Ivy is pregnant, and it’s not by her boyfriend, Lorenzo. Complicated. And living in Texas where even her Uber driver could get sued for driving her to an abortion complicates things more. Plan A follows Ivy and Lorenzo as they go on what’s essentially an abortion road trip to a state where Ivy is safe to terminate her unwanted pregnancy. The deep themes of agency and shared experiences in womanhood are explored through Ivy’s generally lighthearted voice, leaving you to both laugh and cry your way through this novel with so much heart.

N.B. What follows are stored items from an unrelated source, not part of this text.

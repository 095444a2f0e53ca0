//! S3 compatible object storage (AWS S3, Tencent COS, Aliyun OSS...)

use std::collections::HashMap;

use aws_sdk_s3::{
    config::{BehaviorVersion, Credentials, Region},
    error::DisplayErrorContext,
    types::MultipartUpload,
    Client,
};
use opendal::services::S3;
use upsync::{config::BucketConfig, provider_error, UploadTask};

use super::op::{Flavor, OpStorage};

/// User metadata key holding the content hash of an uploaded object
pub const HASH_KEY: &str = "hash";

pub fn storage(config: &BucketConfig) -> upsync::Result<OpStorage> {
    let base = config.base_path.trim_matches('/');

    let mut builder = S3::default()
        .bucket(&config.bucket)
        .region(&config.region)
        .access_key_id(&config.access_key_id)
        .secret_access_key(&config.secret_access_key)
        .root(&format!("/{base}"));
    if let Some(endpoint) = &config.endpoint {
        builder = builder.endpoint(endpoint);
    }
    if config.virtual_host_style {
        builder = builder.enable_virtual_host_style();
    }

    let name = if base.is_empty() {
        format!("s3://{}", config.bucket)
    } else {
        format!("s3://{}/{base}", config.bucket)
    };
    let uploads = MultipartUploads::new(config);
    Ok(OpStorage::new(builder, Flavor::Bucket, name)?.with_uploads(uploads))
}

/// Lister of the multipart uploads pending under the base path.
///
/// The operator aborts the uploads it fails itself, but a process killed
/// mid-upload leaves its parts on the bucket until they are listed and
/// aborted.
#[derive(Debug, Clone)]
pub struct MultipartUploads {
    client: Client,
    bucket: String,
    prefix: String,
}

impl MultipartUploads {
    pub fn new(config: &BucketConfig) -> Self {
        let credentials = Credentials::new(
            &config.access_key_id,
            &config.secret_access_key,
            None,
            None,
            "upsync-config",
        );
        let mut s3_config = aws_sdk_s3::config::Builder::new()
            .behavior_version(BehaviorVersion::latest())
            .region(Region::new(config.region.clone()))
            .credentials_provider(credentials)
            .force_path_style(!config.virtual_host_style);
        if let Some(endpoint) = &config.endpoint {
            s3_config = s3_config.endpoint_url(endpoint);
        }

        Self {
            client: Client::from_conf(s3_config.build()),
            bucket: config.bucket.clone(),
            prefix: key_prefix(&config.base_path),
        }
    }

    /// Keys of the pending uploads, relative to the base path
    pub async fn list(&self) -> upsync::Result<Vec<String>> {
        let mut keys = Vec::new();
        let mut key_marker = None;
        let mut upload_id_marker = None;

        loop {
            let response = self
                .client
                .list_multipart_uploads()
                .bucket(&self.bucket)
                .prefix(&self.prefix)
                .set_key_marker(key_marker.take())
                .set_upload_id_marker(upload_id_marker.take())
                .send()
                .await
                .map_err(|err| {
                    provider_error!("list uploads", self.prefix, "{}", DisplayErrorContext(&err))
                })?;

            keys.extend(fragment_keys(&self.prefix, response.uploads()));

            if !response.is_truncated().unwrap_or(false) {
                break;
            }
            key_marker = response.next_key_marker().map(str::to_string);
            upload_id_marker = response.next_upload_id_marker().map(str::to_string);
            if key_marker.is_none() {
                break;
            }
        }
        Ok(keys)
    }
}

/// Object key prefix of the base path, empty or ending with `/`
fn key_prefix(base_path: &str) -> String {
    let base = base_path.trim_matches('/');
    if base.is_empty() {
        String::new()
    } else {
        format!("{base}/")
    }
}

/// Keys of a page of uploads, relative to `prefix`. A key may appear once
/// per upload id.
fn fragment_keys(prefix: &str, uploads: &[MultipartUpload]) -> Vec<String> {
    uploads
        .iter()
        .filter_map(|upload| upload.key())
        .filter_map(|key| key.strip_prefix(prefix))
        .filter(|key| !key.is_empty())
        .map(str::to_string)
        .collect()
}

/// Object properties derived from the headers of an upload
#[derive(Debug, Default, PartialEq, Eq)]
pub struct ObjectProps {
    pub content_type: Option<String>,
    pub cache_control: Option<String>,
    pub content_disposition: Option<String>,
    pub user_metadata: HashMap<String, String>,
}

impl ObjectProps {
    pub fn from_task(task: &UploadTask) -> Self {
        let mut props = ObjectProps::default();
        for (key, value) in &task.headers {
            match key.to_ascii_lowercase().as_str() {
                "content-type" => props.content_type = Some(value.clone()),
                "cache-control" => props.cache_control = Some(value.clone()),
                "content-disposition" => props.content_disposition = Some(value.clone()),
                lower => {
                    props
                        .user_metadata
                        .insert(metadata_key(lower).to_string(), value.clone());
                }
            }
        }
        props
            .user_metadata
            .insert(HASH_KEY.to_string(), task.hash.clone());
        props
    }
}

/// Strip vendor prefixes such as `x-amz-meta-` or `x-oss-meta-`
fn metadata_key(key: &str) -> &str {
    if let Some(rest) = key.strip_prefix("x-") {
        if let Some((_, name)) = rest.split_once("-meta-") {
            return name;
        }
    }
    key
}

Gina Adams, @gsreadingspree

Rez Ball
Byron Graves
Publisher/ Author Submission

Byron Graves, an exciting new voice in fiction, delivers a gripping debut novel that explores the universal journey of a young athlete determined to be the hero his Ojibwe community craves. In Rez Ball meet Tre Brun, whose sanctuary lies within the bounds of the Red Lake Reservation high school basketball team. Despite the constant echoes of his brother Jaxon’s tragic accident, Tre finds solace and purpose on the court. When Jaxon’s former varsity teammates extend a lifeline, Tre sees a chance to propel his Ojibwe community to its inaugural state championship — a pivotal step toward realizing his NBA dreams, regardless of the formidable odds stacked against him. As he steps into his brother’s shoes as a star player, Tre grapples with the weight of expectations, striving not to falter on the court, at school, or in his burgeoning friendship with the enigmatic gamer, Khiana — a connection that complicates his quest for glory. Rez Ball weaves a tale of resilience, redemption, and the enduring spirit of a community thirsting for triumph. Tre Brun’s journey is more than a quest for a state title; it’s a testament to the indomitable will to fulfill dreams and redefine the narrative etched on the Red Lake Reservation. Byron Graves invites readers to witness a story that transcends generations, proving that as long as dreams endure, the journey is far from over.

Deborah Zeman, @Z_Brarian

The Next New Syrian Girl
Ream Shukairy
Little, Brown Books for Young Readers
Nominated by: Jacob C.

Beautifully written with a sense of love and purpose, The Next New Syrian Girl by Ream Shukairy is a captivating novel that immerses readers in the compelling journey of a young Syrian girl navigating the tumultuous landscapes of identity, love, and resilience. Set against the backdrop of a war-torn Syria, the story unfolds with raw emotion and unflinching honesty, as the protagonist grapples with the complexities of her past and envisions a future shaped by her own strength and determination. Shukairy’s evocative prose weaves a tapestry of cultural richness, political upheaval, and the indomitable spirit of a generation in search of hope. The Next New Syrian Girl is a poignant exploration of the human spirit’s ability to rise above adversity and find a sense of self in the face of seemingly insurmountable challenges.

Tahira Ahmad

We Deserve Monuments
Jas Hammonds
Roaring Brook Press
Nominated by: Kristen

Avery Anderson has the worst start to her senior year. Instead of staying in Washington, D.C., with her friends, Avery, her Mom, and Dad move to Bardell, Georgia to take care of Avery’s Grandmother, Mama Letty, in her final months. It becomes clear quickly that the tension between Mama Letty and her daughter is deep-rooted and not easily resolved. Avery, not knowing much about Mama Letty, works to establish a relationship, knowing her time is short. What Avery discovers is family trauma that is tied to events that took place in Bardell decades before, involving racial injustice and murder. Avery’s budding feelings for Simone Cole, her next-door neighbor, and her friendship with Jade Oliver, the daughter of the town’s richest and most prominent white family, explore themes of LGBTQ love in a deeply conservative small town, generational trauma, and secrets in a town where racial tensions run deep.